What changed? I figured out why I should do theoretical physics. It'd be easy to say it's because I got the call. Perhaps people could intuit that. But that's only part of the truth. It's also because the fact that renormalization both upsets and fascinates me makes me want to keep reading
more (and has turned Kenneth Wilson into something of a personal hero recently). It's because for the first time, I saw that I didn't need to become a physicist because I have always been one. This is the truth that I took from my visit to the ROM.
It is true that being raised with minimal exposure to Western traditions in scientific thought put me at a disadvantage during my early training in physics technique. But that does not therefore mean that to enter into this field of research, I have to cast off the traditions (spiritual and political) of my family to become one. Indeed, I am not required to become Western in my view of how people should be evaluated (in terms of their earning potential), nor am I required to see physics as a career that I choose or a physicist as something someone becomes if they fit the "right" mold. Finally, I do not have to forget where I came from or who I am to become something else: I can be a queer Black woman who believes in and works for social justice and a physicist, and those identities can be consistent with each other. I'm not sure if I can explain what that will mean tomorrow or the day after, except that I'm going to be very, very busy, sometimes frustrated, and always proud of who I am.
I suspect that my reasons for doing theoretical physics are either something you grok (hopefully you've all read Heinlein), or not. But before you reject it, I ask you to think about it for a while, perhaps a long while, as I did. I'm 24 now, and I'm pretty sure that I'm terrified of 24 year olds being allowed to have any power in the world, so perhaps I've learned a little bit in the last 14 years. If nothing else, I know that it is important to me to take this moment to be thankful to all who have come before me and my ancestors, in particular the ones who survived the Middle Passage. Your passion to survive flows into me and becomes my passion to engage with the world deeply, giving me the will to create.

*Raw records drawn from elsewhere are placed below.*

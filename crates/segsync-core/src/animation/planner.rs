#![forbid(unsafe_code)]

//! Transition planning: classify keys and lay phases out in time.
//!
//! # Classification
//!
//! Every key in `visual ∪ target` lands in at most one membership class
//! and may additionally be moving and/or image-changing:
//!
//! | visual | target | class |
//! |--------|--------|-------|
//! | yes | no | removing (fade out from current opacity) |
//! | no | yes | adding (opacity 0, placed at target so it pops in at rest) |
//! | yes, opacity < 1 | yes | adding (resume fade-in from current opacity) |
//! | yes, different position | yes | moving |
//! | yes, different icon | yes | image-changing (view changes only) |
//!
//! # Schedule
//!
//! ```text
//!   |-- disappear --|-- move ∥ image change --|-- appear --|
//! ```
//!
//! A phase with no participants occupies zero time, so the schedule skips
//! straight to the next populated phase. The movement phase lasts as long as
//! the longer of its two sub-animations.

use std::time::Duration;

use ahash::AHashMap;
use serde::{Deserialize, Serialize};

use super::{ease_in, ease_in_out, ease_out};
use crate::model::{PointKey, Position};
use crate::projection::{ProjectedPoint, Projection};

// ---------------------------------------------------------------------------
// Config
// ---------------------------------------------------------------------------

/// Per-phase durations, in milliseconds.
#[derive(Debug, Clone, Copy, PartialEq, Eq, Serialize, Deserialize)]
#[serde(default)]
pub struct TransitionConfig {
    pub disappear_ms: u64,
    pub move_ms: u64,
    pub image_change_ms: u64,
    pub appear_ms: u64,
}

impl Default for TransitionConfig {
    fn default() -> Self {
        Self {
            disappear_ms: 150,
            move_ms: 400,
            image_change_ms: 400,
            appear_ms: 200,
        }
    }
}

impl TransitionConfig {
    #[must_use]
    pub fn disappear(&self) -> Duration {
        Duration::from_millis(self.disappear_ms)
    }

    #[must_use]
    pub fn movement(&self) -> Duration {
        Duration::from_millis(self.move_ms)
    }

    #[must_use]
    pub fn image_change(&self) -> Duration {
        Duration::from_millis(self.image_change_ms)
    }

    #[must_use]
    pub fn appear(&self) -> Duration {
        Duration::from_millis(self.appear_ms)
    }
}

// ---------------------------------------------------------------------------
// Visual state
// ---------------------------------------------------------------------------

/// What is currently drawn for one key.
#[derive(Debug, Clone, PartialEq)]
pub struct VisualPoint {
    pub position: Position,
    pub opacity: f64,
    pub image: Option<String>,
    /// Icon being faded out while `crossfade < 1`.
    pub previous_image: Option<String>,
    /// Cross-fade progress from `previous_image` to `image`.
    pub crossfade: f64,
}

impl VisualPoint {
    /// Fully visible, at rest, at the projected position.
    #[must_use]
    pub fn settled(point: &ProjectedPoint) -> Self {
        Self {
            position: point.position(),
            opacity: 1.0,
            image: point.image.clone(),
            previous_image: None,
            crossfade: 1.0,
        }
    }
}

/// Drawn state of every key.
pub type VisualState = AHashMap<PointKey, VisualPoint>;

/// Settled visual state for a projection.
#[must_use]
pub(crate) fn settled_state(projection: &Projection) -> VisualState {
    projection
        .iter()
        .map(|(key, point)| (*key, VisualPoint::settled(point)))
        .collect()
}

// ---------------------------------------------------------------------------
// Plan
// ---------------------------------------------------------------------------

/// Why the logical state changed.
#[derive(Debug, Clone, Copy, PartialEq, Eq)]
pub enum TransitionCause {
    /// New server data. Icons never cross-fade.
    ServerUpdate,
    /// The viewer switched view or display mode.
    ViewChange,
}

#[derive(Debug, Clone, PartialEq)]
pub struct Removing {
    pub key: PointKey,
    pub from: VisualPoint,
}

#[derive(Debug, Clone, Copy, PartialEq)]
pub struct Adding {
    pub key: PointKey,
    pub from_opacity: f64,
}

#[derive(Debug, Clone, Copy, PartialEq)]
pub struct Moving {
    pub key: PointKey,
    pub from: Position,
    pub to: Position,
}

#[derive(Debug, Clone, PartialEq)]
pub struct ImageChanging {
    pub key: PointKey,
    pub from: Option<String>,
    pub to: Option<String>,
    /// Cross-fade progress already drawn when the plan was made.
    pub from_crossfade: f64,
}

/// A window on the transition clock.
#[derive(Debug, Clone, Copy, PartialEq, Eq)]
pub struct PhaseSpan {
    pub start: Duration,
    pub duration: Duration,
}

impl PhaseSpan {
    #[must_use]
    pub fn end(&self) -> Duration {
        self.start + self.duration
    }

    /// Linear progress through the span at `elapsed`, in `[0, 1]`.
    #[must_use]
    pub fn progress(&self, elapsed: Duration) -> f64 {
        if elapsed < self.start {
            return 0.0;
        }
        if self.duration.is_zero() {
            return 1.0;
        }
        let into = elapsed - self.start;
        (into.as_secs_f64() / self.duration.as_secs_f64()).clamp(0.0, 1.0)
    }
}

fn progress_of(span: Option<PhaseSpan>, elapsed: Duration) -> f64 {
    span.map_or(1.0, |s| s.progress(elapsed))
}

/// Phase placement for one transition.
#[derive(Debug, Clone, Copy, PartialEq, Eq, Default)]
pub struct PhaseSchedule {
    pub disappear: Option<PhaseSpan>,
    pub movement: Option<PhaseSpan>,
    pub image_change: Option<PhaseSpan>,
    pub appear: Option<PhaseSpan>,
    pub total: Duration,
}

impl PhaseSchedule {
    /// Lay out populated phases back to back.
    #[must_use]
    pub fn new(
        config: &TransitionConfig,
        removing: bool,
        moving: bool,
        image_changing: bool,
        adding: bool,
    ) -> Self {
        let mut cursor = Duration::ZERO;
        let mut schedule = Self::default();

        if removing {
            let span = PhaseSpan {
                start: cursor,
                duration: config.disappear(),
            };
            cursor = span.end();
            schedule.disappear = Some(span);
        }

        let mut movement_end = cursor;
        if moving {
            let span = PhaseSpan {
                start: cursor,
                duration: config.movement(),
            };
            movement_end = movement_end.max(span.end());
            schedule.movement = Some(span);
        }
        if image_changing {
            let span = PhaseSpan {
                start: cursor,
                duration: config.image_change(),
            };
            movement_end = movement_end.max(span.end());
            schedule.image_change = Some(span);
        }
        cursor = movement_end;

        if adding {
            let span = PhaseSpan {
                start: cursor,
                duration: config.appear(),
            };
            cursor = span.end();
            schedule.appear = Some(span);
        }

        schedule.total = cursor;
        schedule
    }
}

/// A complete, time-sequenced plan from the current visual state to a
/// logical target.
#[derive(Debug, Clone, PartialEq)]
pub struct TransitionPlan {
    pub cause: TransitionCause,
    pub removing: Vec<Removing>,
    pub adding: Vec<Adding>,
    pub moving: Vec<Moving>,
    pub image_changing: Vec<ImageChanging>,
    pub schedule: PhaseSchedule,
    /// Exact visual state once the plan has run.
    pub target: VisualState,
}

impl TransitionPlan {
    /// Whether no key needs animating.
    #[must_use]
    pub fn is_empty(&self) -> bool {
        self.removing.is_empty()
            && self.adding.is_empty()
            && self.moving.is_empty()
            && self.image_changing.is_empty()
    }

    /// Insert keys that are not drawn yet, invisible at their target.
    pub fn prime(&self, visual: &mut VisualState) {
        for add in &self.adding {
            if visual.contains_key(&add.key) {
                continue;
            }
            if let Some(target) = self.target.get(&add.key) {
                visual.insert(
                    add.key,
                    VisualPoint {
                        opacity: add.from_opacity,
                        ..target.clone()
                    },
                );
            }
        }
    }

    /// Write the interpolated state at `elapsed` into `visual`.
    pub fn apply_at(&self, elapsed: Duration, visual: &mut VisualState) {
        let fade_out = ease_in(progress_of(self.schedule.disappear, elapsed));
        for r in &self.removing {
            if let Some(v) = visual.get_mut(&r.key) {
                v.opacity = r.from.opacity * (1.0 - fade_out);
            }
        }

        let travel = ease_in_out(progress_of(self.schedule.movement, elapsed));
        for m in &self.moving {
            if let Some(v) = visual.get_mut(&m.key) {
                v.position = m.from.lerp(m.to, travel);
            }
        }

        let blend = ease_in_out(progress_of(self.schedule.image_change, elapsed));
        for c in &self.image_changing {
            if let Some(v) = visual.get_mut(&c.key) {
                v.previous_image.clone_from(&c.from);
                v.image.clone_from(&c.to);
                v.crossfade = c.from_crossfade + (1.0 - c.from_crossfade) * blend;
            }
        }

        let fade_in = ease_out(progress_of(self.schedule.appear, elapsed));
        for a in &self.adding {
            if let Some(v) = visual.get_mut(&a.key) {
                v.opacity = a.from_opacity + (1.0 - a.from_opacity) * fade_in;
            }
        }
    }
}

/// Plan a transition from what is drawn (`visual`) to `target`.
///
/// New image changes are only planned for [`TransitionCause::ViewChange`].
/// A cross-fade already in flight is resumed whatever the cause. Keys that
/// are no longer in `target` and already invisible get no disappear phase.
#[must_use]
pub fn plan_transition(
    visual: &VisualState,
    target: &Projection,
    cause: TransitionCause,
    config: &TransitionConfig,
) -> TransitionPlan {
    let mut removing = Vec::new();
    let mut adding = Vec::new();
    let mut moving = Vec::new();
    let mut image_changing = Vec::new();

    for (key, drawn) in visual {
        if !target.contains(key) && drawn.opacity > 0.0 {
            removing.push(Removing {
                key: *key,
                from: drawn.clone(),
            });
        }
    }

    for (key, point) in target.iter() {
        let Some(drawn) = visual.get(key) else {
            adding.push(Adding {
                key: *key,
                from_opacity: 0.0,
            });
            continue;
        };
        let to = point.position();
        if drawn.position != to {
            moving.push(Moving {
                key: *key,
                from: drawn.position,
                to,
            });
        }
        if let Some(change) = image_change(*key, drawn, point.image.as_ref(), cause) {
            image_changing.push(change);
        }
        if drawn.opacity < 1.0 {
            adding.push(Adding {
                key: *key,
                from_opacity: drawn.opacity,
            });
        }
    }

    removing.sort_unstable_by_key(|r| r.key);
    adding.sort_unstable_by_key(|a| a.key);
    moving.sort_unstable_by_key(|m| m.key);
    image_changing.sort_unstable_by_key(|c| c.key);

    let schedule = PhaseSchedule::new(
        config,
        !removing.is_empty(),
        !moving.is_empty(),
        !image_changing.is_empty(),
        !adding.is_empty(),
    );

    TransitionPlan {
        cause,
        removing,
        adding,
        moving,
        image_changing,
        schedule,
        target: settled_state(target),
    }
}

fn image_change(
    key: PointKey,
    drawn: &VisualPoint,
    to: Option<&String>,
    cause: TransitionCause,
) -> Option<ImageChanging> {
    let fading = drawn.crossfade < 1.0;
    if drawn.image.as_ref() == to {
        // Finish a fade that was interrupted on its way to this icon.
        return fading.then(|| ImageChanging {
            key,
            from: drawn.previous_image.clone(),
            to: to.cloned(),
            from_crossfade: drawn.crossfade,
        });
    }
    if fading && drawn.previous_image.as_ref() == to {
        // Heading back to the icon being faded out.
        return Some(ImageChanging {
            key,
            from: drawn.image.clone(),
            to: to.cloned(),
            from_crossfade: 1.0 - drawn.crossfade,
        });
    }
    (fading || cause == TransitionCause::ViewChange).then(|| ImageChanging {
        key,
        from: drawn.image.clone(),
        to: to.cloned(),
        from_crossfade: 0.0,
    })
}

// ---------------------------------------------------------------------------
// Tests
// ---------------------------------------------------------------------------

Chanda Prescod-Weinstein earned her BA in Physics and Astronomy and Astrophysics at Harvard in 2003, an MS in Astronomy and Astrophysics at UC Santa Cruz in 2005, and hopefully will earn a Phd in Theoretical Physics from the University of Waterloo in 2009. The dark energy problem keeps her up at night, as does dancing, thinking about matters of social justice, and a voracious appetite for literature. She highly recommends the book Stranger in a Strange Land by Robert Heinlein for those who did not understand the word "grok." Of course, wikipedia has a cheat sheet, but please, read the book!! Finally, a shout out goes to Prof. Steve(n) Weinstein who said some very useful things about what physics is and isn't over break.